Chiaramente la presenza di specie aliene “negative” porta danni, talvolta ingenti, per l’ecosistema marino e per l’economia che gira attorno ad esso. Ma l’uomo che spesso con la sua attività non si cura delle conseguenze, può fare molto, può prendersi maggior cura dell’ambiente in cui vive perché deve lasciarlo alle generazioni future. E’ importante comunicare (senza allarmare) scientificamente i cambiamenti che avvengono in natura e gli scienziati sono le persone più competenti a farlo. A tal proposito nell’ambito della SIBM, Società Italiana di Biologia Marina, ho fondato il gruppo di Disseminazione e Divulgazione per cui i ricercatori possano informare e divulgare a stakeholders, cittadini e interessati argomenti delle loro ricerche.. La terra sta mutando in modo anche indipendente dall’uomo, ma l’essere umano può aiutare a gestire meglio il cambiamento. Inoltre le normative nazionali e ora le direttive europee sono chiare a proposito: salvaguardia e nei casi estremi ripristinare la naturalità, valutare gli impatti e contenere le pressioni antropiche! Altro elemento che preoccupa fortemente la salute del mare è la plastica, ora la direttiva europea Marine Strategy obbliga le istituzioni preposte al controllo, quali le Agenzie regionali per l’ambiente a raccoglierla in mare. Per capire i fenomeni, valutare le anomalie ci vuole costanza e pazienza e soprattutto osservare costantemente le comunità anche per riconoscere la presenza di specie tossiche per l’uomo e per l’ecosistema marino . Un esempio fu nel Settembre 2009 una fioritura causata dalla microalga Ostreopsis ovata mai riconosciuta nei monitoraggi periodici e introdotta probabilmente dalle acque di zavorra o da molluschi acquistati da altri mari e poi allevati nel Golfo di Trieste. Questa microalga causò fioriture anche nel mar Ligure e nel Conero, provocava irritazioni cutanee, oculari, disturbi respiratori per chi si trovava in mare.

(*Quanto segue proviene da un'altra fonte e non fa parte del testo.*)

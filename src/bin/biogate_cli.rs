use indicatif::{ProgressBar, ProgressStyle};
use std::fs;
use std::path::PathBuf;
use std::process::ExitCode;

use biogate_rs::config::{parse_tolerance, ValidatorOptions};
use biogate_rs::validate_members;

const USAGE: &str =
    "usage: biogate-rs [--json | --json-verdicts] [--parallel] [--tolerance X] <PATH>...";

#[derive(Debug, Clone, Copy, PartialEq)]
enum Output {
    Lines,
    /// JSON array of summary lines.
    Json,
    /// JSON array of structured verdicts.
    Verdicts,
}

struct CliArgs {
    output: Output,
    options: ValidatorOptions,
    inputs: Vec<PathBuf>,
}

fn parse_args(mut args: impl Iterator<Item = String>) -> Result<CliArgs, String> {
    let mut cli = CliArgs {
        output: Output::Lines,
        options: ValidatorOptions::from_env(),
        inputs: Vec::new(),
    };

    while let Some(arg) = args.next() {
        match arg.as_str() {
            "--json" => cli.output = Output::Json,
            "--json-verdicts" => cli.output = Output::Verdicts,
            "--parallel" => cli.options.parallel = true,
            "--tolerance" => {
                let raw = args.next().ok_or("--tolerance needs a value")?;
                cli.options.sum_tolerance = parse_tolerance(&raw)
                    .ok_or_else(|| format!("invalid tolerance {raw:?}"))?;
            }
            "-h" | "--help" => return Err(USAGE.to_string()),
            flag if flag.starts_with("--") => return Err(format!("unknown flag {flag}")),
            _ => cli.inputs.push(PathBuf::from(&arg)),
        }
    }

    if cli.inputs.is_empty() {
        return Err(USAGE.to_string());
    }
    Ok(cli)
}

/// Expand directories (an unpacked upload) into their regular files, sorted by name.
fn gather_members(inputs: &[PathBuf]) -> std::io::Result<Vec<PathBuf>> {
    let mut members = Vec::new();
    for input in inputs {
        if input.is_dir() {
            let mut files: Vec<PathBuf> = fs::read_dir(input)?
                .filter_map(|entry| {
                    let path = entry.ok()?.path();
                    path.is_file().then_some(path)
                })
                .collect();
            files.sort();
            members.extend(files);
        } else {
            members.push(input.clone());
        }
    }
    Ok(members)
}

fn spinner(color: &str, msg: &str) -> ProgressBar {
    let spinner = ProgressBar::new_spinner();
    let template = format!("{{spinner:.{color}}} {{msg}}");
    if let Ok(style) = ProgressStyle::default_spinner()
        .tick_strings(&["⠋", "⠙", "⠹", "⠸", "⠼", "⠴", "⠦", "⠧", "⠇", "⠏"])
        .template(&template)
    {
        spinner.set_style(style);
    }
    spinner.set_message(msg.to_string());
    spinner
}

fn main() -> ExitCode {
    env_logger::Builder::from_env(env_logger::Env::default().default_filter_or("info")).init();

    let cli = match parse_args(std::env::args().skip(1)) {
        Ok(cli) => cli,
        Err(msg) => {
            eprintln!("{msg}");
            return ExitCode::from(2);
        }
    };

    // 1. Collect members
    let members = match gather_members(&cli.inputs) {
        Ok(members) => members,
        Err(e) => {
            let inputs: Vec<String> = cli.inputs.iter().map(|p| p.display().to_string()).collect();
            eprintln!("cannot list {}: {e}", inputs.join(", "));
            return ExitCode::from(2);
        }
    };

    // 2. Validate
    let progress = spinner("green", &format!("Validating {} member(s)...", members.len()));
    let report = validate_members(&members, &cli.options);
    progress.finish_with_message(format!(
        "Validation finished: {} of {} invalid.",
        report.invalid_count(),
        report.verdicts.len()
    ));

    // 3. Report
    let encoded = match cli.output {
        Output::Lines => {
            for line in report.summary_lines() {
                println!("{line}");
            }
            Ok(None)
        }
        Output::Json => report.to_json().map(Some),
        Output::Verdicts => report.to_json_verdicts().map(Some),
    };
    match encoded {
        Ok(Some(json)) => println!("{json}"),
        Ok(None) => {}
        Err(e) => {
            eprintln!("cannot encode verdicts: {e}");
            return ExitCode::from(2);
        }
    }

    if report.all_valid() {
        ExitCode::SUCCESS
    } else {
        ExitCode::FAILURE
    }
}

#[cfg(test)]
mod tests {
    use super::*;

    fn args(list: &[&str]) -> Result<CliArgs, String> {
        parse_args(list.iter().map(|s| s.to_string()))
    }

    #[test]
    fn test_flags_and_paths() {
        let cli = args(&["--json", "--tolerance", "0.001", "a.tsv", "reads"]).unwrap();
        assert_eq!(cli.output, Output::Json);
        assert_eq!(cli.options.sum_tolerance, 0.001);
        assert_eq!(cli.inputs, vec![PathBuf::from("a.tsv"), PathBuf::from("reads")]);
    }

    #[test]
    fn test_structured_output_flag() {
        let cli = args(&["--json-verdicts", "--parallel", "reads"]).unwrap();
        assert_eq!(cli.output, Output::Verdicts);
        assert!(cli.options.parallel);
        assert_eq!(args(&["x.tsv"]).unwrap().output, Output::Lines);
    }

    #[test]
    fn test_usage_errors() {
        assert!(args(&[]).is_err());
        assert!(args(&["--tolerance"]).is_err());
        assert!(args(&["--tolerance", "-3", "a.tsv"]).is_err());
        assert!(args(&["--frobnicate", "a.tsv"]).is_err());
    }

    #[test]
    fn test_directory_members_are_sorted() {
        let dir = tempfile::tempdir().unwrap();
        fs::write(dir.path().join("b.fastq"), "").unwrap();
        fs::write(dir.path().join("a.tsv"), "").unwrap();
        fs::create_dir(dir.path().join("nested")).unwrap();

        let members = gather_members(&[dir.path().to_path_buf()]).unwrap();
        let names: Vec<_> = members
            .iter()
            .map(|p| p.file_name().unwrap().to_string_lossy().into_owned())
            .collect();
        assert_eq!(names, vec!["a.tsv", "b.fastq"]);
    }
}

Da quel periodo è stato introdotto il monitoraggio per questa specie accanto ai programmi di monitoraggi che venivano già effettuati in tutte le regioni su tutta la comunità del fitoplacton.
Come ha scelto di diventare biologa marina? E sappiamo che è stata in Antartide…
Ho scelto biologia perché mi piaceva l’ambiente, anche se pensavo di occuparmi di giardini ma un viaggio ha cambiato notevolmente la mia rotta. Il mio relatore mi ha proposto di imbarcarmi per partecipare ad una campagna oceanografica in Adriatico e poi da quel primo viaggio sono seguiti altri anche molto lontani, ben 4 volte ho partecipato alle campagne nel Mare di Ross, in Antartide! Il secondo viaggio ha implicato la realizzazione di un’organizzazione intensa, avendo allora una bimba piccola di dieci mesi! Gli altri sono stati meno complicati a livello di gestione, sicuramente a livello emozionale… non c’erano ancora le video-chiamate e alcuni momenti di mia figlia li ho persi, ogni campagna durava 2 mesi…eppure non ho lasciato nulla al caso, ho avuto il conforto e l’appoggio insostituibile della mia famiglia. Rivedere mia figlia al ritorno del mio secondo viaggio è stato come vederla ri-nascere…
L’Antartide è un continente magico… specialmente la prima volta… i primi pinguini, i ghiacci, le balene…. In alcuni passaggi il mare raggiungeva forza 10! Poi si arriva nel mare di Ross ,viaggiavamo tra i ghiacci a raccogliere campioni per conoscere il plancton di questo ambiente estremo…incanto assicurato!
Che messaggio lascia ai ragazzi?
Esortarli a trovare la loro passione… devono individuarla perché è quella che ti permette di lavorare meglio…e la ricerca è una dimensione che ti porti dentro.. è una passione non è solo un lavoro ad orario.. deriva da una curiosità forte.. c’è il ricercatore che sa scrivere, chi sa condurre un buon esperimento, chi insegna anche a trasmettere il proprio sapere…la competizione nella ricerca è alta e bisogna correre molto, riflettendo sempre bene, come persone che vogliono raggiungere il traguardo e preparare la strada ad altri.